* **Task to complete**
Every line below between the one holding "#[cfg(test)]" and the one holding "pub fn len(&self)", inclusive, should be copied exactly, and no other line.

* **Listed records**
◇ ◇ ◇
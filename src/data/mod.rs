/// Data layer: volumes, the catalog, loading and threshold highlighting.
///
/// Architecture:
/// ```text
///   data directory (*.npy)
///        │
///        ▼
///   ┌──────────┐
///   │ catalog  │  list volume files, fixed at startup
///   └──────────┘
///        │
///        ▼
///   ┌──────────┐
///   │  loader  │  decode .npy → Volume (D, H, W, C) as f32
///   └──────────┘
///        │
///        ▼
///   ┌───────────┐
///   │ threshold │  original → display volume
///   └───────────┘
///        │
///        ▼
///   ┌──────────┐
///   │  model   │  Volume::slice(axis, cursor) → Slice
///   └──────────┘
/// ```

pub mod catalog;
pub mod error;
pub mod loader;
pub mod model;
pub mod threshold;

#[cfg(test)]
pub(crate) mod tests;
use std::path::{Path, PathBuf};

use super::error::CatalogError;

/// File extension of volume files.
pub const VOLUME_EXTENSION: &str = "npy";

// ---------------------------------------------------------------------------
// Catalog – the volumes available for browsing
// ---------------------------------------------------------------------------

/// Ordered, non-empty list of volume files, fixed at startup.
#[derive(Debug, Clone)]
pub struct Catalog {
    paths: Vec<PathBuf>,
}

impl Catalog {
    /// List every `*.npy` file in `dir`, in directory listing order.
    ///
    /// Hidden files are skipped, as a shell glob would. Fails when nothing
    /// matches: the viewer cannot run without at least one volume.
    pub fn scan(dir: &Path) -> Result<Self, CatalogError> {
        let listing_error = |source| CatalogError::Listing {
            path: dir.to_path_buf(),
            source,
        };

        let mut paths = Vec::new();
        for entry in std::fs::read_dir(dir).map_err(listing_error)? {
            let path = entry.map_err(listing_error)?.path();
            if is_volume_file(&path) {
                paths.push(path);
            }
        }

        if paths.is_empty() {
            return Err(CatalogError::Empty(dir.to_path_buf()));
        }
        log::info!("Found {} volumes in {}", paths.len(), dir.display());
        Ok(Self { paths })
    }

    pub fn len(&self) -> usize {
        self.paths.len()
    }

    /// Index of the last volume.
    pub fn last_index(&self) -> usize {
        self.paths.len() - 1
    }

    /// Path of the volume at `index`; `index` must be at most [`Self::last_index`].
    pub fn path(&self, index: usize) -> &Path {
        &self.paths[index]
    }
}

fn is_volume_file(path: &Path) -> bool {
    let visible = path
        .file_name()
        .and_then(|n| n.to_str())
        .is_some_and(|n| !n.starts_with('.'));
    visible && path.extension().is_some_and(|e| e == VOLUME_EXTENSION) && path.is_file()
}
◇ ◇ ◇
* **Your response**
#[cfg(test)]
pub(crate) mod tests;
use std::path::{Path, PathBuf};

use super::error::CatalogError;

/// File extension of volume files.
pub const VOLUME_EXTENSION: &str = "npy";

// ---------------------------------------------------------------------------
// Catalog – the volumes available for browsing
// ---------------------------------------------------------------------------

/// Ordered, non-empty list of volume files, fixed at startup.
#[derive(Debug, Clone)]
pub struct Catalog {
    paths: Vec<PathBuf>,
}

impl Catalog {
    /// List every `*.npy` file in `dir`, in directory listing order.
    ///
    /// Hidden files are skipped, as a shell glob would. Fails when nothing
    /// matches: the viewer cannot run without at least one volume.
    pub fn scan(dir: &Path) -> Result<Self, CatalogError> {
        let listing_error = |source| CatalogError::Listing {
            path: dir.to_path_buf(),
            source,
        };

        let mut paths = Vec::new();
        for entry in std::fs::read_dir(dir).map_err(listing_error)? {
            let path = entry.map_err(listing_error)?.path();
            if is_volume_file(&path) {
                paths.push(path);
            }
        }

        if paths.is_empty() {
            return Err(CatalogError::Empty(dir.to_path_buf()));
        }
        log::info!("Found {} volumes in {}", paths.len(), dir.display());
        Ok(Self { paths })
    }

    pub fn len(&self) -> usize {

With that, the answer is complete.